▸ **What is required**
Output, word for word, every line from the start of the listing down to and including the line that contains "let (revenge_trades, revenge_trading_risk)"; include nothing else.
Start of Material provided
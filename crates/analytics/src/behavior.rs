use chrono::Duration;
use configuration::AnalyticsConfig;
use core_types::TradeRecord;
use rust_decimal::Decimal;
use std::collections::{BTreeMap, BTreeSet};

use crate::metrics::{self, clamp_pct, pct, round};
use crate::report::{BehavioralMetrics, EmotionTrend, RiskTolerance};
use crate::window::pnl;

/// Derives psychological and discipline scores from journaled trades.
///
/// Every score is computable with no optional metadata at all; missing
/// confidence, emotion or stop-loss data produces the neutral value.
#[derive(Debug, Clone, Copy)]
pub struct BehaviorAnalyzer<'a> {
    config: &'a AnalyticsConfig,
}

impl<'a> BehaviorAnalyzer<'a> {
    pub fn new(config: &'a AnalyticsConfig) -> Self {
        Self { config }
    }

    pub fn analyze(&self, trades: &[&TradeRecord]) -> BehavioralMetrics {
        if trades.is_empty() {
            return BehavioralMetrics::default();
        }

        let (revenge_trades, revenge_trading_risk) = self.revenge_trading(trades);
        let trades_per_active_day = trades_per_active_day(trades);
        let average_risk_pct = self.average_risk_pct(trades);

        BehavioralMetrics {
            overconfidence_score: round(self.overconfidence(trades)),
            fear_greed_index: round(fear_greed_index(trades)),
            discipline_score: round(metrics::pct_of(
                trades.iter().filter(|t| t.stop_loss.is_some()).count(),
                trades.len(),
            )),
            overtrading_risk: round(self.overtrading_risk(trades_per_active_day)),
            trades_per_active_day: round(trades_per_active_day),
            revenge_trading_risk: round(revenge_trading_risk),
            revenge_trades,
            emotional_trends: emotion_trends(trades, |t| t.pre_emotion.as_deref()),
            post_trade_emotions: emotion_trends(trades, |t| t.post_emotion.as_deref()),
            average_risk_pct: round(average_risk_pct),
            risk_tolerance: self.classify_risk(average_risk_pct),
        }
    }

    /// How far the win rate of high-confidence trades falls short of the overall win rate.
    fn overconfidence(&self, trades: &[&TradeRecord]) -> Decimal {
        let confident: Vec<&TradeRecord> = trades
            .iter()
            .copied()
            .filter(|t| t.confidence.is_some_and(|c| c >= self.config.high_confidence_threshold))
            .collect();
        if confident.is_empty() {
            return Decimal::ZERO;
        }

        let overall = win_fraction(trades);
        let confident_rate = win_fraction(&confident);
        clamp_pct((overall - confident_rate) * Decimal::ONE_HUNDRED)
    }

    /// Linear ramp between the low and high trades-per-day thresholds.
    fn overtrading_risk(&self, per_day: Decimal) -> Decimal {
        let low = self.config.overtrading_low_per_day;
        let high = self.config.overtrading_high_per_day;
        let scaled = metrics::ratio(per_day - low, high - low).unwrap_or(Decimal::ZERO);
        clamp_pct(pct(scaled))
    }

    /// Flags a trade that follows a loss within the revenge window at a markedly larger size.
    fn revenge_trading(&self, trades: &[&TradeRecord]) -> (usize, Decimal) {
        if trades.len() < 2 {
            return (0, Decimal::ZERO);
        }

        let size_factor = Decimal::ONE + self.config.revenge_size_increase_pct / Decimal::ONE_HUNDRED;
        let window = Duration::minutes(self.config.revenge_window_minutes);

        let flagged = trades
            .windows(2)
            .filter(|pair| {
                let (loss, next) = (pair[0], pair[1]);
                let Some(exit) = loss.exit_time else {
                    return false;
                };
                let gap = next.entry_time - exit;
                pnl(loss) < Decimal::ZERO
                    && next.notional() > loss.notional().saturating_mul(size_factor)
                    && gap >= Duration::zero()
                    && gap <= window
            })
            .count();

        let pairs = Decimal::from(trades.len() - 1);
        let risk = Decimal::from(flagged) / pairs * self.config.revenge_risk_multiplier;
        (flagged, clamp_pct(risk))
    }

    /// Mean per-trade risk as a percentage of entry price, each capped at 100.
    fn average_risk_pct(&self, trades: &[&TradeRecord]) -> Decimal {
        let risks: Vec<Decimal> = trades
            .iter()
            .map(|t| match t.stop_loss {
                Some(stop) => metrics::ratio((t.entry_price - stop).abs(), t.entry_price)
                    .map(|r| clamp_pct(pct(r)))
                    .unwrap_or(self.config.default_risk_pct),
                None => self.config.default_risk_pct,
            })
            .collect();
        metrics::mean(&risks)
    }

    fn classify_risk(&self, average_risk_pct: Decimal) -> RiskTolerance {
        if average_risk_pct < self.config.conservative_risk_pct {
            RiskTolerance::Conservative
        } else if average_risk_pct < self.config.moderate_risk_pct {
            RiskTolerance::Moderate
        } else {
            RiskTolerance::Aggressive
        }
    }
}

fn win_fraction(trades: &[&TradeRecord]) -> Decimal {
    metrics::pct_of(trades.iter().filter(|t| pnl(t) > Decimal::ZERO).count(), trades.len())
        / Decimal::ONE_HUNDRED
}

/// Dispersion of position notional relative to its mean, capped at 100.
fn fear_greed_index(trades: &[&TradeRecord]) -> Decimal {
    let sizes: Vec<Decimal> = trades.iter().map(|t| t.notional()).collect();
    let mean = metrics::mean(&sizes);
    if mean <= Decimal::ZERO {
        return Decimal::ZERO;
    }
    metrics::ratio(metrics::std_dev(&sizes), mean)
        .map(pct)
        .unwrap_or(Decimal::ZERO)
        .min(Decimal::ONE_HUNDRED)
}

/// Trades per distinct (UTC) calendar day on which a trade was entered.
fn trades_per_active_day(trades: &[&TradeRecord]) -> Decimal {
    let days: BTreeSet<_> = trades.iter().map(|t| t.entry_time.date_naive()).collect();
    metrics::ratio(Decimal::from(trades.len()), Decimal::from(days.len())).unwrap_or(Decimal::ZERO)
}

/// Groups trades by a normalised emotion label; unlabelled trades are skipped.
fn emotion_trends<F>(trades: &[&TradeRecord], label: F) -> Vec<EmotionTrend>
where
    F: Fn(&TradeRecord) -> Option<&str>,
{
    let mut groups: BTreeMap<String, Vec<Decimal>> = BTreeMap::new();
    for trade in trades {
        let Some(emotion) = label(*trade).map(|e| e.trim().to_lowercase()) else {
            continue;
        };
        if emotion.is_empty() {
            continue;
        }
        groups.entry(emotion).or_default().push(pnl(trade));
    }

    let mut trends: Vec<EmotionTrend> = groups
        .into_iter()
        .map(|(emotion, outcomes)| EmotionTrend {
            trades: outcomes.len(),
            win_rate_pct: round(metrics::pct_of(
                outcomes.iter().filter(|p| **p > Decimal::ZERO).count(),
                outcomes.len(),
            )),
            average_pnl: round(metrics::mean(&outcomes)),
            emotion,
        })
        .collect();
    // Stable sort keeps the alphabetical order among equal counts.
    trends.sort_by(|a, b| b.trades.cmp(&a.trades));
    trends
}

#[cfg(test)]
mod tests {
    use super::*;
    use crate::window::fixtures::{at, closed, refs, series};
    use core_types::Direction;
    use rust_decimal_macros::dec;

    fn analyze(records: &[TradeRecord]) -> BehavioralMetrics {
        let config = AnalyticsConfig::default();
        BehaviorAnalyzer::new(&config).analyze(&refs(records))
    }

    #[test]
    fn bare_records_produce_neutral_scores() {
        let metrics = analyze(&series(&[dec!(10), dec!(-5), dec!(3)]));
        assert_eq!(metrics.overconfidence_score, Decimal::ZERO);
        assert_eq!(metrics.fear_greed_index, Decimal::ZERO);
        assert_eq!(metrics.discipline_score, Decimal::ZERO);
        assert_eq!(metrics.overtrading_risk, Decimal::ZERO);
        assert!(metrics.emotional_trends.is_empty());
        // No stops: every trade assumes the default 5% risk.
        assert_eq!(metrics.average_risk_pct, dec!(5));
        assert_eq!(metrics.risk_tolerance, RiskTolerance::Aggressive);
    }

    #[test]
    fn confident_losers_raise_overconfidence() {
        let mut records = series(&[dec!(10), dec!(10), dec!(-5), dec!(-5)]);
        records[2] = records[2].clone().with_confidence(9);
        records[3] = records[3].clone().with_confidence(8);
        records[0] = records[0].clone().with_confidence(3);

        // overall 50%, high-confidence 0%
        assert_eq!(analyze(&records).overconfidence_score, dec!(50));
    }

    #[test]
    fn calibrated_confidence_scores_zero() {
        let mut records = series(&[dec!(10), dec!(-5)]);
        records[0] = records[0].clone().with_confidence(10);
        assert_eq!(analyze(&records).overconfidence_score, Decimal::ZERO);
    }

    #[test]
    fn discipline_and_risk_tolerance_follow_stops() {
        let mut records = series(&[dec!(1), dec!(1), dec!(1), dec!(1)]);
        for record in records.iter_mut() {
            // entry 10, stop 9.9 -> 1% risk
            *record = record.clone().with_stop_loss(dec!(9.9));
        }
        let metrics = analyze(&records);
        assert_eq!(metrics.discipline_score, dec!(100));
        assert_eq!(metrics.average_risk_pct, dec!(1));
        assert_eq!(metrics.risk_tolerance, RiskTolerance::Conservative);
    }

    #[test]
    fn moderate_stops_classify_as_moderate() {
        let records: Vec<TradeRecord> = series(&[dec!(1), dec!(-1), dec!(1)])
            .into_iter()
            // entry 10, stop 9.7 -> 3% risk
            .map(|r| r.with_stop_loss(dec!(9.7)))
            .collect();
        let metrics = analyze(&records);
        assert_eq!(metrics.average_risk_pct, dec!(3));
        assert_eq!(metrics.risk_tolerance, RiskTolerance::Moderate);
    }

    #[test]
    fn stop_far_beyond_entry_caps_risk_at_one_hundred() {
        let records: Vec<TradeRecord> = series(&[dec!(-25), dec!(-25), dec!(-25)])
            .into_iter()
            .map(|mut r| {
                r.direction = Direction::Short;
                r.with_stop_loss(dec!(35))
            })
            .collect();
        let metrics = analyze(&records);
        assert_eq!(metrics.average_risk_pct, dec!(100));
        assert_eq!(metrics.risk_tolerance, RiskTolerance::Aggressive);
    }

    #[test]
    fn huge_notionals_do_not_overflow() {
        let mut records = series(&[dec!(1), dec!(2), dec!(3)]);
        records[0].quantity = dec!(50000000000000);
        records[1].quantity = dec!(1);
        records[2].quantity = dec!(90000000000000);
        let metrics = analyze(&records);
        assert!(metrics.fear_greed_index > Decimal::ZERO);
        assert!(metrics.fear_greed_index <= dec!(100));
    }

    #[test]
    fn uneven_sizing_raises_fear_greed() {
        let mut records = series(&[dec!(1), dec!(1)]);
        records[1].quantity = dec!(3);
        // notionals 10 and 30: mean 20, std dev 10
        assert_eq!(analyze(&records).fear_greed_index, dec!(50));
    }

    #[test]
    fn overtrading_ramps_between_thresholds() {
        let records: Vec<TradeRecord> = (0..15).map(|i| closed(dec!(1), at(2, 9, i * 2))).collect();
        let metrics = analyze(&records);
        // 15 trades on one day: (15 - 5) / (10 - 5) saturates
        assert_eq!(metrics.trades_per_active_day, dec!(15));
        assert_eq!(metrics.overtrading_risk, dec!(100));

        let records: Vec<TradeRecord> = (0..7).map(|i| closed(dec!(1), at(2, 9, i * 2))).collect();
        assert_eq!(analyze(&records).overtrading_risk, dec!(40));
    }

    #[test]
    fn larger_trade_soon_after_loss_is_revenge() {
        let loss = closed(dec!(-20), at(3, 10, 0));
        let mut revenge = closed(dec!(5), at(3, 10, 45));
        revenge.quantity = dec!(2);
        let mut calm = closed(dec!(5), at(3, 15, 0));
        calm.quantity = dec!(2);

        let metrics = analyze(&[loss, revenge, calm]);
        assert_eq!(metrics.revenge_trades, 1);
        // 1 of 2 pairs flagged * 200
        assert_eq!(metrics.revenge_trading_risk, dec!(100));
    }

    #[test]
    fn larger_trade_outside_window_is_not_revenge() {
        // Loss exits at 10:30; the next entry comes 90 minutes later.
        let loss = closed(dec!(-20), at(3, 10, 0));
        let mut later = closed(dec!(5), at(3, 12, 0));
        later.quantity = dec!(2);

        let metrics = analyze(&[loss, later]);
        assert_eq!(metrics.revenge_trades, 0);
        assert_eq!(metrics.revenge_trading_risk, Decimal::ZERO);
    }

    #[test]
    fn larger_trade_exactly_at_window_edge_is_revenge() {
        let loss = closed(dec!(-20), at(3, 10, 0));
        let mut edge = closed(dec!(5), at(3, 11, 30));
        edge.quantity = dec!(2);
        assert_eq!(analyze(&[loss, edge]).revenge_trades, 1);
    }

    #[test]
    fn overlapping_trade_is_not_revenge() {
        // Entered at 10:15 while the losing trade was still open until 10:30.
        let loss = closed(dec!(-20), at(3, 10, 0));
        let mut overlap = closed(dec!(5), at(3, 10, 15));
        overlap.quantity = dec!(3);
        assert_eq!(analyze(&[loss, overlap]).revenge_trades, 0);
    }

    #[test]
    fn same_size_after_loss_is_not_revenge() {
        let records = vec![closed(dec!(-20), at(3, 10, 0)), closed(dec!(5), at(3, 10, 40))];
        let metrics = analyze(&records);
        assert_eq!(metrics.revenge_trades, 0);
        assert_eq!(metrics.revenge_trading_risk, Decimal::ZERO);
    }

    #[test]
    fn emotions_group_case_insensitively() {
        let mut records = series(&[dec!(10), dec!(-30), dec!(20), dec!(-4)]);
        records[0] = records[0].clone().with_emotions("Calm", "satisfied");
        records[1] = records[1].clone().with_emotions("FOMO ", "regret");
        records[2] = records[2].clone().with_emotions("calm", "satisfied");
        records[3] = records[3].clone().with_emotions("fomo", "regret");

        let metrics = analyze(&records);
        assert_eq!(metrics.emotional_trends.len(), 2);
        let calm = &metrics.emotional_trends[0];
        assert_eq!(calm.emotion, "calm");
        assert_eq!(calm.trades, 2);
        assert_eq!(calm.average_pnl, dec!(15));
        assert_eq!(calm.win_rate_pct, dec!(100));
        let fomo = &metrics.emotional_trends[1];
        assert_eq!(fomo.average_pnl, dec!(-17));
        assert_eq!(metrics.post_trade_emotions[0].emotion, "regret");
    }
}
End of Material provided
▸ **Finished task**
filename crates/analytics/src/behavior.rs
use chrono::Duration;
use configuration::AnalyticsConfig;
use core_types::TradeRecord;
use rust_decimal::Decimal;
use std::collections::{BTreeMap, BTreeSet};

use crate::metrics::{self, clamp_pct, pct, round};
use crate::report::{BehavioralMetrics, EmotionTrend, RiskTolerance};
use crate::window::pnl;

/// Derives psychological and discipline scores from journaled trades.
///
/// Every score is computable with no optional metadata at all; missing
/// confidence, emotion or stop-loss data produces the neutral value.
#[derive(Debug, Clone, Copy)]
pub struct BehaviorAnalyzer<'a> {
    config: &'a AnalyticsConfig,
}

impl<'a> BehaviorAnalyzer<'a> {
    pub fn new(config: &'a AnalyticsConfig) -> Self {
        Self { config }
    }

    pub fn analyze(&self, trades: &[&TradeRecord]) -> BehavioralMetrics {
        if trades.is_empty() {
            return BehavioralMetrics::default();
        }

        let (revenge_trades, revenge_trading_risk) = self.revenge_trading(trades);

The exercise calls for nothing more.